▶ [The task]
Copy out, unchanged, every line from the start of the records to the line that contains "call was it.", and stop there.

▶ [Provided data]
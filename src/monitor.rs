//! Periodic online/offline tracking of a fixed set of hosts.
//!
//! At most one monitoring loop exists at a time. Starting a new session
//! cancels the previous loop and waits for it to exit before the new loop's
//! first cycle. Shared state lives behind one lock that is never held across
//! network I/O: each cycle snapshots what it needs, probes, then re-locks
//! only to commit.

use std::collections::HashMap;
use std::net::Ipv4Addr;
use std::sync::{Arc, Mutex, MutexGuard, OnceLock, PoisonError};
use std::time::Duration;

use tokio::sync::Mutex as AsyncMutex;
use tokio::time::{self, MissedTickBehavior};
use tokio_util::sync::CancellationToken;
use tracing::{debug, info};

use crate::config::Config;
use crate::error::MonitorError;
use crate::events::{EventSink, NetEvent};
use crate::probe::{EchoProbe, LivenessProbe, Probe, TcpFallbackProbe};
use crate::task::TaskHandle;
use crate::types::{Host, StatusChange};

#[derive(Default)]
struct MonitorState {
    hosts: HashMap<Ipv4Addr, Host>,
    status: HashMap<Ipv4Addr, bool>,
    active: bool,
}

type SharedState = Arc<Mutex<MonitorState>>;

fn lock(state: &Mutex<MonitorState>) -> MutexGuard<'_, MonitorState> {
    state.lock().unwrap_or_else(PoisonError::into_inner)
}

pub struct Monitor {
    interval: Duration,
    hidden_timeout: Duration,
    known_port_timeout: Duration,
    echo: Arc<dyn Probe>,
    sink: OnceLock<Arc<dyn EventSink>>,
    state: SharedState,
    /// Serializes start/stop; holds the running loop, if any.
    session: AsyncMutex<Option<TaskHandle>>,
}

impl Monitor {
    pub fn new(config: &Config) -> Self {
        Self {
            interval: config.monitor_interval(),
            hidden_timeout: config.hidden_probe_timeout(),
            known_port_timeout: config.monitor_port_timeout(),
            echo: Arc::new(EchoProbe::new(config.echo_timeout())),
            sink: OnceLock::new(),
            state: SharedState::default(),
            session: AsyncMutex::new(None),
        }
    }

    pub fn with_echo_probe(mut self, echo: Arc<dyn Probe>) -> Self {
        self.echo = echo;
        self
    }

    /// Attach the sink status changes go to. Only the first call has an
    /// effect; returns whether this call was it.
    pub fn initialize(&self, sink: Arc<dyn EventSink>) -> bool {
        let fresh = self.sink.set(sink).is_ok();
        if fresh {
            debug!("monitor initialized");
        }
        fresh
    }

    /// Begin monitoring `hosts`, replacing any running session.
    ///
    /// Every host starts out assumed online; the first cycle runs right away
    /// and corrects that. An empty host list stops any previous session and
    /// leaves the monitor idle.
    pub async fn start(
        &self,
        hosts: Vec<Host>,
        search_hidden_hosts: bool,
        hidden_host_ports: Vec<u16>,
    ) -> Result<(), MonitorError> {
        let sink = self.sink.get().cloned().ok_or(MonitorError::NotInitialized)?;

        let mut session = self.session.lock().await;
        if let Some(previous) = session.take() {
            info!("monitoring already active; stopping previous session");
            previous.shutdown().await;
        }

        let mut state = lock(&self.state);
        state.hosts.clear();
        state.status.clear();
        state.active = false;
        if hosts.is_empty() {
            info!("no hosts to monitor");
            return Ok(());
        }
        for host in hosts {
            state.status.insert(host.ip_address, true);
            state.hosts.insert(host.ip_address, host);
        }
        state.active = true;
        let count = state.hosts.len();
        drop(state);

        let cycle = Cycle {
            echo: self.echo.clone(),
            search_hidden_hosts,
            hidden_host_ports,
            hidden_timeout: self.hidden_timeout,
            known_port_timeout: self.known_port_timeout,
            state: self.state.clone(),
            sink,
        };
        let interval = self.interval;
        *session = Some(TaskHandle::spawn(move |cancel| run_session(cycle, interval, cancel)));
        info!("monitoring {count} hosts every {interval:?}");
        Ok(())
    }

    /// Stop the running session and forget its hosts. Returns once the loop
    /// has exited; a no-op when nothing is running.
    pub async fn stop(&self) {
        let mut session = self.session.lock().await;
        let Some(running) = session.take() else {
            debug!("monitoring not active, nothing to stop");
            return;
        };
        running.shutdown().await;
        let mut state = lock(&self.state);
        state.hosts.clear();
        state.status.clear();
        state.active = false;
        info!("monitoring stopped");
    }

    pub fn is_active(&self) -> bool {
        lock(&self.state).active
    }

    /// Stop watching one address. Takes effect from its next check.
    pub fn remove_host(&self, addr: Ipv4Addr) -> bool {
        let mut state = lock(&self.state);
        state.status.remove(&addr);
        state.hosts.remove(&addr).is_some()
    }

    /// Snapshot of the monitored hosts, by address.
    pub fn hosts(&self) -> Vec<Host> {
        let mut hosts: Vec<Host> = lock(&self.state).hosts.values().cloned().collect();
        hosts.sort_by_key(|h| h.ip_address);
        hosts
    }

    /// Last known online state of every monitored address.
    pub fn statuses(&self) -> Vec<StatusChange> {
        let mut statuses: Vec<StatusChange> = lock(&self.state)
            .status
            .iter()
            .map(|(&ip_address, &is_online)| StatusChange {
                ip_address,
                is_online,
            })
            .collect();
        statuses.sort_by_key(|s| s.ip_address);
        statuses
    }
}

async fn run_session(cycle: Cycle, interval: Duration, cancel: CancellationToken) {
    let mut ticker = time::interval(interval);
    ticker.set_missed_tick_behavior(MissedTickBehavior::Delay);
    loop {
        tokio::select! {
            biased;
            _ = cancel.cancelled() => break,
            _ = ticker.tick() => cycle.run(&cancel).await,
        }
    }
    lock(&cycle.state).active = false;
    debug!("monitoring loop exited");
}

/// Everything one session needs to run a check cycle.
struct Cycle {
    echo: Arc<dyn Probe>,
    search_hidden_hosts: bool,
    hidden_host_ports: Vec<u16>,
    hidden_timeout: Duration,
    known_port_timeout: Duration,
    state: SharedState,
    sink: Arc<dyn EventSink>,
}

impl Cycle {
    async fn run(&self, cancel: &CancellationToken) {
        let mut targets: Vec<Host> = lock(&self.state).hosts.values().cloned().collect();
        if targets.is_empty() {
            return;
        }
        targets.sort_by_key(|h| h.ip_address);
        debug!("status check for {} hosts", targets.len());

        for host in targets {
            if cancel.is_cancelled() {
                return;
            }
            if !lock(&self.state).hosts.contains_key(&host.ip_address) {
                debug!("{} no longer monitored, skipping", host.ip_address);
                continue;
            }
            let online = self.probe_for(&host).check(host.ip_address).await.alive;
            if let Some(change) = self.commit(host.ip_address, online) {
                info!(
                    "host {} is now {}",
                    change.ip_address,
                    if change.is_online { "online" } else { "offline" }
                );
                self.sink.publish(NetEvent::HostStatusUpdate(change));
            }
        }
    }

    /// The host's own open ports first, then the session's usual strategies.
    fn probe_for(&self, host: &Host) -> LivenessProbe {
        let probe = LivenessProbe::layered(
            self.echo.clone(),
            self.search_hidden_hosts,
            &self.hidden_host_ports,
            self.hidden_timeout,
        );
        if host.open_ports.is_empty() {
            return probe;
        }
        probe.preceded_by(Arc::new(
            TcpFallbackProbe::new(host.open_ports.clone(), self.known_port_timeout)
                .named("known-ports"),
        ))
    }

    /// Record the observation; a change is returned only on a transition
    /// for an address that is still monitored.
    fn commit(&self, addr: Ipv4Addr, online: bool) -> Option<StatusChange> {
        let mut state = lock(&self.state);
        let last = state.status.get_mut(&addr)?;
        if *last == online {
            return None;
        }
        *last = online;
        Some(StatusChange {
            ip_address: addr,
            is_online: online,
        })
    }
}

▶ [Answer space]
filename src/monitor.rs
//! Periodic online/offline tracking of a fixed set of hosts.
//!
//! At most one monitoring loop exists at a time. Starting a new session
//! cancels the previous loop and waits for it to exit before the new loop's
//! first cycle. Shared state lives behind one lock that is never held across
//! network I/O: each cycle snapshots what it needs, probes, then re-locks
//! only to commit.

use std::collections::HashMap;
use std::net::Ipv4Addr;
use std::sync::{Arc, Mutex, MutexGuard, OnceLock, PoisonError};
use std::time::Duration;

use tokio::sync::Mutex as AsyncMutex;
use tokio::time::{self, MissedTickBehavior};
use tokio_util::sync::CancellationToken;
use tracing::{debug, info};

use crate::config::Config;
use crate::error::MonitorError;
use crate::events::{EventSink, NetEvent};
use crate::probe::{EchoProbe, LivenessProbe, Probe, TcpFallbackProbe};
use crate::task::TaskHandle;
use crate::types::{Host, StatusChange};

#[derive(Default)]
struct MonitorState {
    hosts: HashMap<Ipv4Addr, Host>,
    status: HashMap<Ipv4Addr, bool>,
    active: bool,
}

type SharedState = Arc<Mutex<MonitorState>>;

fn lock(state: &Mutex<MonitorState>) -> MutexGuard<'_, MonitorState> {
    state.lock().unwrap_or_else(PoisonError::into_inner)
}

pub struct Monitor {
    interval: Duration,
    hidden_timeout: Duration,
    known_port_timeout: Duration,
    echo: Arc<dyn Probe>,
    sink: OnceLock<Arc<dyn EventSink>>,
    state: SharedState,
    /// Serializes start/stop; holds the running loop, if any.
    session: AsyncMutex<Option<TaskHandle>>,
}

impl Monitor {
    pub fn new(config: &Config) -> Self {
        Self {
            interval: config.monitor_interval(),
            hidden_timeout: config.hidden_probe_timeout(),
            known_port_timeout: config.monitor_port_timeout(),
            echo: Arc::new(EchoProbe::new(config.echo_timeout())),
            sink: OnceLock::new(),
            state: SharedState::default(),
            session: AsyncMutex::new(None),
        }
    }

    pub fn with_echo_probe(mut self, echo: Arc<dyn Probe>) -> Self {
        self.echo = echo;
        self
    }

    /// Attach the sink status changes go to. Only the first call has an
    /// effect; returns whether this call was it.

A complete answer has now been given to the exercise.